Utsjoki is the most northerly municipality in Finland. It is the home of mother and daughter music duo Solju; Ulla Pirttijärvi (who has more dots and umlauts in her name than I am used to seeing at any time) and her daughter Hildá Länsman. And both perform with other combos. Ulla is a member of the trio Áššu with Harald Skullerud  (Percussion, Calimba, Calabas, Harmonium) and Olav Torget (Baryton guitar, Oilcan guitar, African Konting). Hilda is also with accordionist Viivi Maria Saarenkylä in Vildá .

Their music is based on a traditional joik or yoik a traditional form of song in Sámi music performed by the Sámi people of Sapmi in Northern Europe. Joik shares some of the qualities of some Native American cultures and (I suppose more logically) of Siberia. Solju takes some of those rhythms of nature and over lays electronica, other electronic strings, modernistic understanding of the bass phrasing with a line in from modern European rock and roll rhythms.

Any traditionalist will engage with the ideas of Solju’s new album “UVJAMUOHTA / POWDER SNOW”. Any listener to modern popular music (I honestly don’t know how else to describe it) will feel comfortable with the rhythms and challenged by the melodies.
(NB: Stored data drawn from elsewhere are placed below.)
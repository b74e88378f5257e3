//! # Logging Utilities
//!
//! Rate limiting and hex-dump helpers for radio diagnostics. A noisy channel
//! can produce hundreds of undecodable packets per minute; the throttle keeps
//! those from drowning the useful log lines.
//!
//! ```rust
//! use wmbus_radio::util::logging::LogThrottle;
//!
//! let mut throttle = LogThrottle::new(1000, 5); // 5 messages per second
//! if throttle.allow() {
//!     log::warn!("Drop packet: DLL CRC check failed");
//! }
//! ```

use std::time::Instant;

use super::hex::format_hex_compact;

/// Throttling structure for rate-limiting log messages
#[derive(Debug)]
pub struct LogThrottle {
    /// Time window for throttling (in milliseconds)
    window_ms: u64,
    /// Maximum messages allowed per window
    cap: u32,
    /// Current message count in window
    count: u32,
    /// Messages suppressed since the last reset
    suppressed: u64,
    /// Start time of current window
    t0: Instant,
}

impl LogThrottle {
    /// Create new throttle with time window and message cap
    pub fn new(window_ms: u64, cap: u32) -> Self {
        Self {
            window_ms,
            cap,
            count: 0,
            suppressed: 0,
            t0: Instant::now(),
        }
    }

    /// Check if logging is allowed (resets counter after window expires)
    ///
    /// Returns `true` if the message should be logged, `false` if it
    /// should be throttled.
    pub fn allow(&mut self) -> bool {
        let now = Instant::now();
        let elapsed_ms = now.duration_since(self.t0).as_millis() as u64;

        if elapsed_ms > self.window_ms {
            self.t0 = now;
            self.count = 0;
        }

        self.count = self.count.saturating_add(1);
        let allowed = self.count <= self.cap;
        if !allowed {
            self.suppressed += 1;
        }
        allowed
    }

    /// Number of messages swallowed so far
    pub fn suppressed(&self) -> u64 {
        self.suppressed
    }
}

/// Log a byte buffer at trace level with a short label
pub fn log_frame_hex(label: &str, data: &[u8]) {
    if log::log_enabled!(log::Level::Trace) {
        log::trace!("{label} ({} bytes): {}", data.len(), format_hex_compact(data));
    }
}
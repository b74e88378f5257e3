//! Capture builders shared by the integration tests.
#![allow(dead_code)]

use wmbus_radio::wmbus::dll_crc::{add_format_a_crcs, add_format_b_crcs};
use wmbus_radio::wmbus::encoding::encode_3of6;

/// CRC-free telegram of `len` bytes: SND-NR from a Kamstrup meter, then payload.
pub fn telegram(len: usize) -> Vec<u8> {
    assert!(len >= 11 && len <= 256);
    let header = [0x44, 0x2D, 0x2C, 0x78, 0x56, 0x34, 0x12, 0x1B, 0x16, 0x8D];
    let mut frame = Vec::with_capacity(len);
    frame.push((len - 1) as u8);
    frame.extend_from_slice(&header);
    frame.extend((0..len - frame.len()).map(|i| (i as u8).wrapping_mul(13).wrapping_add(5)));
    frame
}

/// Mode C1, frame format A, as delivered by the radio.
pub fn c1_format_a(frame: &[u8]) -> Vec<u8> {
    let mut capture = vec![0x54, 0xCD];
    capture.extend(add_format_a_crcs(frame));
    capture
}

/// Mode C1, frame format B, as delivered by the radio.
pub fn c1_format_b(frame: &[u8]) -> Vec<u8> {
    let mut capture = vec![0x54, 0x3D];
    capture.extend(add_format_b_crcs(frame));
    capture
}

/// Mode T1 (format A, 3-of-6 coded), as delivered by the radio.
pub fn t1(frame: &[u8]) -> Vec<u8> {
    encode_3of6(&add_format_a_crcs(frame))
}
mod cli;
pub mod config;
pub mod email;
pub mod error;
pub mod notify;
pub mod recurrence;
pub mod reminder;
pub mod scheduler;
pub mod storage;

use chrono::{Local, NaiveDate};
use clap::Parser;
use cli::{Cli, Command};
use config::Settings;
use email::SmtpMailer;
use notify::DesktopNotifier;

pub use error::{AppError, AppResult};
pub use recurrence::next_occurrence;
pub use reminder::{Priority, Recurrence, Reminder, ReminderDraft};
pub use scheduler::{CatchUpPolicy, ReminderScheduler, TickReport, Transition};
pub use storage::{DueWindow, ListFilter, ReminderPatch, ReminderStore, Storage};

// ============ User actions ============

/// Validate and store a new reminder.
pub fn add_reminder<S: ReminderStore + ?Sized>(
    store: &mut S,
    draft: ReminderDraft,
) -> AppResult<i64> {
    let reminder = draft.validate()?;
    let id = store.insert(reminder)?;
    log::info!("Added reminder {}", id);
    Ok(id)
}

pub fn list_reminders<S: ReminderStore + ?Sized>(
    store: &S,
    completed: bool,
    window: DueWindow,
    today: NaiveDate,
) -> AppResult<Vec<Reminder>> {
    let filter = if completed {
        ListFilter::completed()
    } else {
        ListFilter::pending()
    };
    store.list(&filter.within(window.range(today)))
}

pub fn complete_reminder<S: ReminderStore + ?Sized>(store: &mut S, id: i64) -> AppResult<Reminder> {
    let reminder = store.complete(id)?;
    log::info!("Reminder {} marked complete", id);
    Ok(reminder)
}

pub fn delete_reminder<S: ReminderStore + ?Sized>(store: &mut S, id: i64) -> AppResult<()> {
    store.delete(id)?;
    log::info!("Reminder {} deleted", id);
    Ok(())
}

pub fn build_scheduler(settings: &Settings) -> ReminderScheduler<DesktopNotifier> {
    let mailer = settings.email.clone().map(SmtpMailer::new);
    if mailer.is_none() {
        log::warn!("SMTP settings incomplete, email reminders will not be sent");
    }
    ReminderScheduler::new(DesktopNotifier::new(mailer), settings.catch_up)
}

/// Start the logger at the configured level. Settings are read first, so
/// anything worth reporting about them is logged here.
pub fn init_logging(settings: &Settings) {
    env_logger::Builder::from_env(env_logger::Env::default().default_filter_or(&settings.log_level))
        .init();
    log_startup(settings);
}

fn log_startup(settings: &Settings) {
    if let Some(path) = &settings.env_file {
        log::debug!("Loaded environment from {}", path.display());
    }
    log::debug!("Reminder data file: {}", settings.data_file().display());
}

pub fn run() -> AppResult<()> {
    let cli = Cli::parse();
    let settings = Settings::from_env()?;

    init_logging(&settings);

    let mut storage = Storage::open(settings.data_file())?;

    match cli.command {
        Command::Add(args) => {
            let id = add_reminder(&mut storage, args.into())?;
            println!("Reminder added successfully! (#{})", id);
        }
        Command::List { completed, window } => {
            let today = Local::now().date_naive();
            let reminders = list_reminders(&storage, completed, window.into(), today)?;
            if reminders.is_empty() {
                println!("No reminders.");
            }
            for reminder in &reminders {
                println!("{}", cli::format_row(reminder));
            }
        }
        Command::Complete { id } => {
            complete_reminder(&mut storage, id)?;
            println!("Reminder marked as complete!");
        }
        Command::Delete { id } => {
            delete_reminder(&mut storage, id)?;
            println!("Reminder deleted successfully!");
        }
        Command::Check => {
            let scheduler = build_scheduler(&settings);
            let report = scheduler.tick(&mut storage, Local::now().naive_local())?;
            cli::print_report(&report);
        }
        Command::Run => {
            build_scheduler(&settings).run_forever(&mut storage, settings.check_interval);
        }
    }

    Ok(())
}
use crate::reminder::Reminder;
use chrono::{Datelike, Days, NaiveDate};

#[derive(Debug, Clone, Copy, PartialEq, Eq)]
pub enum Status {
    Pending,
    Completed,
}

/// Inclusive range of scheduled dates
#[derive(Debug, Clone, Copy, PartialEq, Eq)]
pub struct DateRange {
    pub start: NaiveDate,
    pub end: NaiveDate,
}

impl DateRange {
    pub fn new(start: NaiveDate, end: NaiveDate) -> Self {
        Self { start, end }
    }

    pub fn contains(&self, date: NaiveDate) -> bool {
        self.start <= date && date <= self.end
    }
}

#[derive(Debug, Clone, Copy, PartialEq, Eq)]
pub struct ListFilter {
    pub status: Status,
    pub range: Option<DateRange>,
}

impl ListFilter {
    pub fn pending() -> Self {
        Self {
            status: Status::Pending,
            range: None,
        }
    }

    pub fn completed() -> Self {
        Self {
            status: Status::Completed,
            range: None,
        }
    }

    pub fn within(mut self, range: Option<DateRange>) -> Self {
        self.range = range;
        self
    }

    pub fn matches(&self, reminder: &Reminder) -> bool {
        let status = match self.status {
            Status::Pending => !reminder.completed,
            Status::Completed => reminder.completed,
        };
        status
            && self
                .range
                .map_or(true, |range| range.contains(reminder.scheduled_date))
    }
}

/// Preset date windows offered when browsing reminders. Weeks run Monday to Sunday.
#[derive(Debug, Clone, Copy, PartialEq, Eq, Default)]
pub enum DueWindow {
    #[default]
    All,
    Today,
    ThisWeek,
    NextWeek,
}

impl DueWindow {
    pub fn range(&self, today: NaiveDate) -> Option<DateRange> {
        let week_start =
            today - Days::new(u64::from(today.weekday().num_days_from_monday()));
        match self {
            DueWindow::All => None,
            DueWindow::Today => Some(DateRange::new(today, today)),
            DueWindow::ThisWeek => Some(DateRange::new(week_start, week_start + Days::new(6))),
            DueWindow::NextWeek => {
                let next_start = week_start + Days::new(7);
                Some(DateRange::new(next_start, next_start + Days::new(6)))
            }
        }
    }
}
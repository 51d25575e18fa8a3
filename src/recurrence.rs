use crate::reminder::Recurrence;
use chrono::{Days, Months, NaiveDate, NaiveDateTime, NaiveTime};

/// Next occurrence of a series after `reference`.
///
/// Monthly steps keep the day of month and clamp to the last day of the target
/// month (Jan 31 + 1 month is Feb 28/29, never Mar 2). Returns `None` for a
/// non-recurring reminder or when the result would leave chrono's date range.
pub fn next_occurrence(reference: NaiveDate, recurrence: Recurrence) -> Option<NaiveDate> {
    match recurrence {
        Recurrence::None => None,
        Recurrence::Daily(n) => reference.checked_add_days(Days::new(u64::from(n.get()))),
        Recurrence::Weekly(n) => reference.checked_add_days(Days::new(7 * u64::from(n.get()))),
        Recurrence::Monthly(n) => reference.checked_add_months(Months::new(n.get())),
    }
}

/// First occurrence whose due time at `time` is strictly after `after`,
/// stepping from `reference` one interval at a time.
pub fn first_occurrence_after(
    reference: NaiveDate,
    recurrence: Recurrence,
    time: NaiveTime,
    after: NaiveDateTime,
) -> Option<NaiveDate> {
    let mut next = next_occurrence(reference, recurrence)?;
    while next.and_time(time) <= after {
        next = next_occurrence(next, recurrence)?;
    }
    Some(next)
}
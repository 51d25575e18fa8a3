//! Application configuration
//!
//! Centralized constants plus the runtime settings read from the environment.

use crate::error::{AppError, AppResult};
use crate::scheduler::CatchUpPolicy;
use std::path::PathBuf;
use std::time::Duration;

/// Folder created under the platform data directory
pub const APP_DIR_NAME: &str = "MycoTracker";

/// Reminder data file inside the data directory
pub const DATA_FILE_NAME: &str = "reminders.json";

/// How often the scheduler checks for due reminders
pub const DEFAULT_CHECK_INTERVAL_SECS: u64 = 60;

/// Date format accepted from users and shown in lists
pub const DATE_FORMAT: &str = "%Y-%m-%d";

/// Time format accepted from users and shown in lists
pub const TIME_FORMAT: &str = "%H:%M";

/// Submission port used when `SMTP_PORT` is not set
pub const DEFAULT_SMTP_PORT: u16 = 587;

pub const DEFAULT_LOG_LEVEL: &str = "info";

/// SMTP account used to send reminder emails
#[derive(Debug, Clone, PartialEq, Eq)]
pub struct EmailSettings {
    pub sender: String,
    pub password: String,
    pub server: String,
    pub port: u16,
}

#[derive(Debug, Clone)]
pub struct Settings {
    pub data_dir: PathBuf,
    pub check_interval: Duration,
    pub catch_up: CatchUpPolicy,
    pub log_level: String,
    /// `None` when the sender account is not fully configured
    pub email: Option<EmailSettings>,
    /// `.env` file the variables were loaded from, if any
    pub env_file: Option<PathBuf>,
}

impl Settings {
    /// Load settings from the process environment, reading `.env` first if present.
    pub fn from_env() -> AppResult<Self> {
        let env_file = dotenvy::dotenv().ok();
        let mut settings = Self::from_lookup(|key| std::env::var(key).ok())?;
        settings.env_file = env_file;
        Ok(settings)
    }

    pub fn from_lookup<F>(lookup: F) -> AppResult<Self>
    where
        F: Fn(&str) -> Option<String>,
    {
        let get = |key: &str| lookup(key).map(|v| v.trim().to_string()).filter(|v| !v.is_empty());

        let data_dir = match get("MYCO_DATA_DIR") {
            Some(dir) => PathBuf::from(dir),
            None => dirs::data_local_dir()
                .ok_or_else(|| AppError::config("Failed to get local data dir"))?
                .join(APP_DIR_NAME),
        };

        let interval_secs = match get("MYCO_CHECK_INTERVAL_SECS") {
            Some(raw) => raw
                .parse::<u64>()
                .ok()
                .filter(|secs| *secs > 0)
                .ok_or_else(|| {
                    AppError::config(format!(
                        "MYCO_CHECK_INTERVAL_SECS must be a positive number of seconds, got '{}'",
                        raw
                    ))
                })?,
            None => DEFAULT_CHECK_INTERVAL_SECS,
        };

        let catch_up = match get("MYCO_CATCH_UP") {
            Some(raw) => raw.parse::<CatchUpPolicy>()?,
            None => CatchUpPolicy::default(),
        };

        let log_level = get("MYCO_LOG_LEVEL").unwrap_or_else(|| DEFAULT_LOG_LEVEL.to_string());

        let email = match (
            get("SENDER_EMAIL"),
            get("SENDER_PASSWORD"),
            get("SMTP_SERVER"),
        ) {
            (Some(sender), Some(password), Some(server)) => {
                let port = match get("SMTP_PORT") {
                    Some(raw) => raw.parse::<u16>().map_err(|_| {
                        AppError::config(format!("SMTP_PORT must be a port number, got '{}'", raw))
                    })?,
                    None => DEFAULT_SMTP_PORT,
                };
                Some(EmailSettings {
                    sender,
                    password,
                    server,
                    port,
                })
            }
            _ => None,
        };

        Ok(Self {
            data_dir,
            check_interval: Duration::from_secs(interval_secs),
            catch_up,
            log_level,
            email,
            env_file: None,
        })
    }

    pub fn data_file(&self) -> PathBuf {
        self.data_dir.join(DATA_FILE_NAME)
    }
}
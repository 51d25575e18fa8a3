use serde::Serialize;
use std::fmt;

/// Application error types for reminder handling and user feedback.
#[derive(Debug, Clone, Serialize)]
#[serde(tag = "type", content = "message")]
pub enum AppError {
    /// Errors related to the reminder data file
    Storage(String),
    /// Errors related to user input
    Validation(String),
    /// An explicit action referenced a reminder that does not exist
    NotFound(i64),
    /// Errors playing an alert sound
    Sound(String),
    /// Errors building or sending a reminder email
    Email(String),
    /// Missing or malformed settings
    Config(String),
}

impl fmt::Display for AppError {
    fn fmt(&self, f: &mut fmt::Formatter<'_>) -> fmt::Result {
        match self {
            AppError::Storage(msg) => write!(f, "Storage error: {}", msg),
            AppError::Validation(msg) => write!(f, "Validation error: {}", msg),
            AppError::NotFound(id) => write!(f, "Reminder {} not found", id),
            AppError::Sound(msg) => write!(f, "Sound error: {}", msg),
            AppError::Email(msg) => write!(f, "Email error: {}", msg),
            AppError::Config(msg) => write!(f, "Configuration error: {}", msg),
        }
    }
}

impl std::error::Error for AppError {}

// Convenience constructors
impl AppError {
    pub fn storage<S: Into<String>>(msg: S) -> Self {
        AppError::Storage(msg.into())
    }

    pub fn validation<S: Into<String>>(msg: S) -> Self {
        AppError::Validation(msg.into())
    }

    pub fn not_found(id: i64) -> Self {
        AppError::NotFound(id)
    }

    pub fn sound<S: Into<String>>(msg: S) -> Self {
        AppError::Sound(msg.into())
    }

    pub fn email<S: Into<String>>(msg: S) -> Self {
        AppError::Email(msg.into())
    }

    pub fn config<S: Into<String>>(msg: S) -> Self {
        AppError::Config(msg.into())
    }
}

impl From<std::io::Error> for AppError {
    fn from(error: std::io::Error) -> Self {
        AppError::Storage(error.to_string())
    }
}

impl From<serde_json::Error> for AppError {
    fn from(error: serde_json::Error) -> Self {
        AppError::Storage(error.to_string())
    }
}

/// Result type alias used across the crate
pub type AppResult<T> = Result<T, AppError>;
For reasons beyond my understanding this September release (‘s press release) talks of spring. As the night’s get longer in Lapland and the spring of 2023 is so far away, I do not understand the references. So let’s be rock ‘n’ roll. The Beach Boys sing of summer all through the year. and there are songs of Christmastime from early autumn. Let’s not take this album as a seasonal offering.

The more music you listen to, the smaller the world seems. There are infinite music styles more songs unwritten than written and more shared in the world than you can imagine. Why does it seem to my mid-northern European ears sound as if Oassi Mus from Solju’s new album Uvjamuohta (track 3) does not sound out of place in my imagination of northern Canadian first nation music? Or the vocals of all the songs share more to music from around the world than what we experience in our US/UK/Euro bubble?

There are strings here and basic modern rock rhythms. There are melodies that would carry English, French Spanish Italian (and many other) languages. But Sámi is not a language we are used to. And the vocal styling of songs like Válddi Fámut are strange. The electronica backing is very familiar.

This is a wonderfully accessible album. Northern Finland, and the Sámi language and culture seems so like home. There is enough to be challenging, but enough to act as a warm blanket guarding you in the cold Lapland nights. It’s spring in this album, but winter is coming.